Sofrada, söz de, siyasette, kürsüde, evde, iş yerinde kendine yer bulamayan, yersizleşen, akabinde değer görmeyen, değersizleşen bir kimlik olarak kadının şiddet ile karşı karşıya gelmesi bir tesadüf değil tüm bu süreçlerin bir sonucudur. Birbirini tamamlayan, gelenekten, toplumsal kabullerden, inanç ve kültür ablukasından güç alan sosyal olgular toplumsal yaşamı belirler hale gelir. Nihai olarak toplumsal yapı kimin lehine kurulduysa güç ve egemenlik dinamiğini o ele geçirir. Güç ne kadar zehirliyse yaşanan şiddet pratiği de o kadar büyük ve ne acı ki o kadar kanıksanır hale gelir. 

Bu arada yazımızın başında da dile getirdiğimiz üzere dünyanın hali de bu anlamda iyi değil. Bir çalışmaya göre Amerika’da kadına yönelik şiddet yüzde 36, Avrupa ülkelerinde ise yüzde 20 ila 30 aralığında. Bununla birlikte kadına yönelik şiddetin tek haneye düştüğü Kanada ve Şili gibi ülkeler burada bize başka bir yaşamın pratiğini gösteriyor, umut vadediyor. 

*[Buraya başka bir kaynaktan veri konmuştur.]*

//! Coupon Eligibility Rules
//!
//! A coupon is eligible when every [`EligibilityCheck`] holds against one
//! [`EvaluationContext`]. A rule field that is absent (or an empty list)
//! places no constraint on the user or cart.

use std::fmt;

use jiff::Timestamp;
use rust_decimal::Decimal;
use smallvec::SmallVec;

use crate::{
    cart::CartSummary,
    coupons::{Coupon, CouponError},
    users::{UserContext, UserTier},
};

/// Eligibility rules embedded in a coupon.
#[derive(Debug, Clone, Default, PartialEq, Eq)]
pub struct EligibilityRules {
    /// Tiers allowed to use the coupon. Empty allows every tier.
    pub allowed_user_tiers: SmallVec<[UserTier; 4]>,

    /// Minimum lifetime spend
    pub min_lifetime_spend: Option<Decimal>,

    /// Minimum number of orders already placed
    pub min_orders_placed: Option<u32>,

    /// Only users who have never ordered may use the coupon
    pub first_order_only: bool,

    /// Two-letter country codes allowed to use the coupon. Empty allows every country.
    pub allowed_countries: SmallVec<[String; 4]>,

    /// Minimum cart value
    pub min_cart_value: Option<Decimal>,

    /// Categories of which the cart must contain at least one. Empty allows any cart.
    pub applicable_categories: SmallVec<[String; 4]>,

    /// Categories the cart must not contain. Empty excludes nothing.
    pub excluded_categories: SmallVec<[String; 4]>,

    /// Minimum number of units in the cart
    pub min_items_count: Option<u64>,
}

impl EligibilityRules {
    /// Check that every present minimum is positive and every country is two letters.
    ///
    /// # Errors
    ///
    /// Returns [`CouponError::NonPositiveMinimum`] or [`CouponError::InvalidCountry`].
    pub fn validate(&self) -> Result<(), CouponError> {
        if self.min_lifetime_spend.is_some_and(|min| min <= Decimal::ZERO) {
            return Err(CouponError::NonPositiveMinimum("min_lifetime_spend"));
        }

        if self.min_orders_placed == Some(0) {
            return Err(CouponError::NonPositiveMinimum("min_orders_placed"));
        }

        if self.min_cart_value.is_some_and(|min| min <= Decimal::ZERO) {
            return Err(CouponError::NonPositiveMinimum("min_cart_value"));
        }

        if self.min_items_count == Some(0) {
            return Err(CouponError::NonPositiveMinimum("min_items_count"));
        }

        if let Some(country) = self
            .allowed_countries
            .iter()
            .find(|country| !is_country_code(country))
        {
            return Err(CouponError::InvalidCountry(country.clone()));
        }

        Ok(())
    }
}

/// Whether `code` looks like a two-letter country code.
pub fn is_country_code(code: &str) -> bool {
    code.len() == 2 && code.chars().all(|c| c.is_ascii_alphabetic())
}

/// Snapshot every check of one coupon is evaluated against.
#[derive(Debug, Clone, Copy)]
pub struct EvaluationContext<'a> {
    /// Evaluation time
    pub now: Timestamp,

    /// Confirmed redemptions of the coupon by the user
    pub usage_count: u32,

    /// Requesting user
    pub user: &'a UserContext,

    /// Facts about the cart
    pub cart: &'a CartSummary<'a>,
}

/// A single eligibility check.
#[derive(Debug, Clone, Copy, PartialEq, Eq, Hash)]
pub enum EligibilityCheck {
    /// `start_date <= now <= end_date`
    DateRange,

    /// Usage count below the per-user limit
    UsageLimit,

    /// User tier in the allowed tiers
    UserTier,

    /// Lifetime spend at or above the minimum
    LifetimeSpend,

    /// Orders placed at or above the minimum
    OrdersPlaced,

    /// No orders placed, for first-order coupons
    FirstOrder,

    /// Country in the allowed countries
    Country,

    /// Cart value at or above the minimum
    CartValue,

    /// Cart hits an applicable category and no excluded one
    Categories,

    /// Cart unit count at or above the minimum
    ItemsCount,
}

impl EligibilityCheck {
    /// Every check, in evaluation order.
    pub const ALL: [EligibilityCheck; 10] = [
        EligibilityCheck::DateRange,
        EligibilityCheck::UsageLimit,
        EligibilityCheck::UserTier,
        EligibilityCheck::LifetimeSpend,
        EligibilityCheck::OrdersPlaced,
        EligibilityCheck::FirstOrder,
        EligibilityCheck::Country,
        EligibilityCheck::CartValue,
        EligibilityCheck::Categories,
        EligibilityCheck::ItemsCount,
    ];

    /// Evaluate this check for a coupon.
    pub fn holds(self, coupon: &Coupon, ctx: &EvaluationContext<'_>) -> bool {
        let rules = &coupon.eligibility;

        match self {
            EligibilityCheck::DateRange => coupon.is_live_at(ctx.now),
            EligibilityCheck::UsageLimit => coupon
                .usage_limit_per_user
                .is_none_or(|limit| ctx.usage_count < limit.get()),
            EligibilityCheck::UserTier => {
                rules.allowed_user_tiers.is_empty()
                    || rules.allowed_user_tiers.contains(&ctx.user.tier)
            }
            EligibilityCheck::LifetimeSpend => rules
                .min_lifetime_spend
                .is_none_or(|min| ctx.user.lifetime_spend >= min),
            EligibilityCheck::OrdersPlaced => rules
                .min_orders_placed
                .is_none_or(|min| ctx.user.orders_placed >= min),
            EligibilityCheck::FirstOrder => !rules.first_order_only || ctx.user.is_first_order(),
            EligibilityCheck::Country => {
                rules.allowed_countries.is_empty()
                    || rules
                        .allowed_countries
                        .iter()
                        .any(|country| country.eq_ignore_ascii_case(&ctx.user.country))
            }
            EligibilityCheck::CartValue => rules
                .min_cart_value
                .is_none_or(|min| ctx.cart.value >= min),
            EligibilityCheck::Categories => categories_hold(rules, ctx.cart),
            EligibilityCheck::ItemsCount => rules
                .min_items_count
                .is_none_or(|min| ctx.cart.item_count >= min),
        }
    }

    /// Short name of the check.
    pub fn as_str(self) -> &'static str {
        match self {
            EligibilityCheck::DateRange => "date_range",
            EligibilityCheck::UsageLimit => "usage_limit",
            EligibilityCheck::UserTier => "user_tier",
            EligibilityCheck::LifetimeSpend => "lifetime_spend",
            EligibilityCheck::OrdersPlaced => "orders_placed",
            EligibilityCheck::FirstOrder => "first_order",
            EligibilityCheck::Country => "country",
            EligibilityCheck::CartValue => "cart_value",
            EligibilityCheck::Categories => "categories",
            EligibilityCheck::ItemsCount => "items_count",
        }
    }
}

impl fmt::Display for EligibilityCheck {
    fn fmt(&self, f: &mut fmt::Formatter<'_>) -> fmt::Result {
        f.write_str(self.as_str())
    }
}

fn categories_hold(rules: &EligibilityRules, cart: &CartSummary<'_>) -> bool {
    let has_applicable = rules.applicable_categories.is_empty()
        || rules
            .applicable_categories
            .iter()
            .any(|category| cart.categories.contains(category.as_str()));

    let has_no_excluded = !rules
        .excluded_categories
        .iter()
        .any(|category| cart.categories.contains(category.as_str()));

    has_applicable && has_no_excluded
}

/// The first check the coupon fails, if any.
pub fn first_failure(coupon: &Coupon, ctx: &EvaluationContext<'_>) -> Option<EligibilityCheck> {
    EligibilityCheck::ALL
        .into_iter()
        .find(|check| !check.holds(coupon, ctx))
}

/// Whether every check holds for the coupon.
pub fn is_eligible(coupon: &Coupon, ctx: &EvaluationContext<'_>) -> bool {
    first_failure(coupon, ctx).is_none()
}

Toplumsal bir konuyu ele alırken elbette çok yönlü ve çok boyutlu bir yaklaşım üzerinden meseleyi anlamak ve gelinen aşamada çözümü de bu gerçeklik üzerinden inşa etmemiz gerekir.  Bu yanıyla kadın cinayetlerine neden olan her bir olgunun açığa çıkarılması ve görünür kılınması önemlidir. Fakat bütün bunların ötesinde gördüğümüz şu ki, kadınlara yönelik tarihsel yüklerin etkisi altında bir miras devraldık ve o miras henüz tüketilmedi. O halde yüzleşmemiz gereken başat olgu, geçmişin bağrında taşıdığı o zehrin yükünde saklıdır.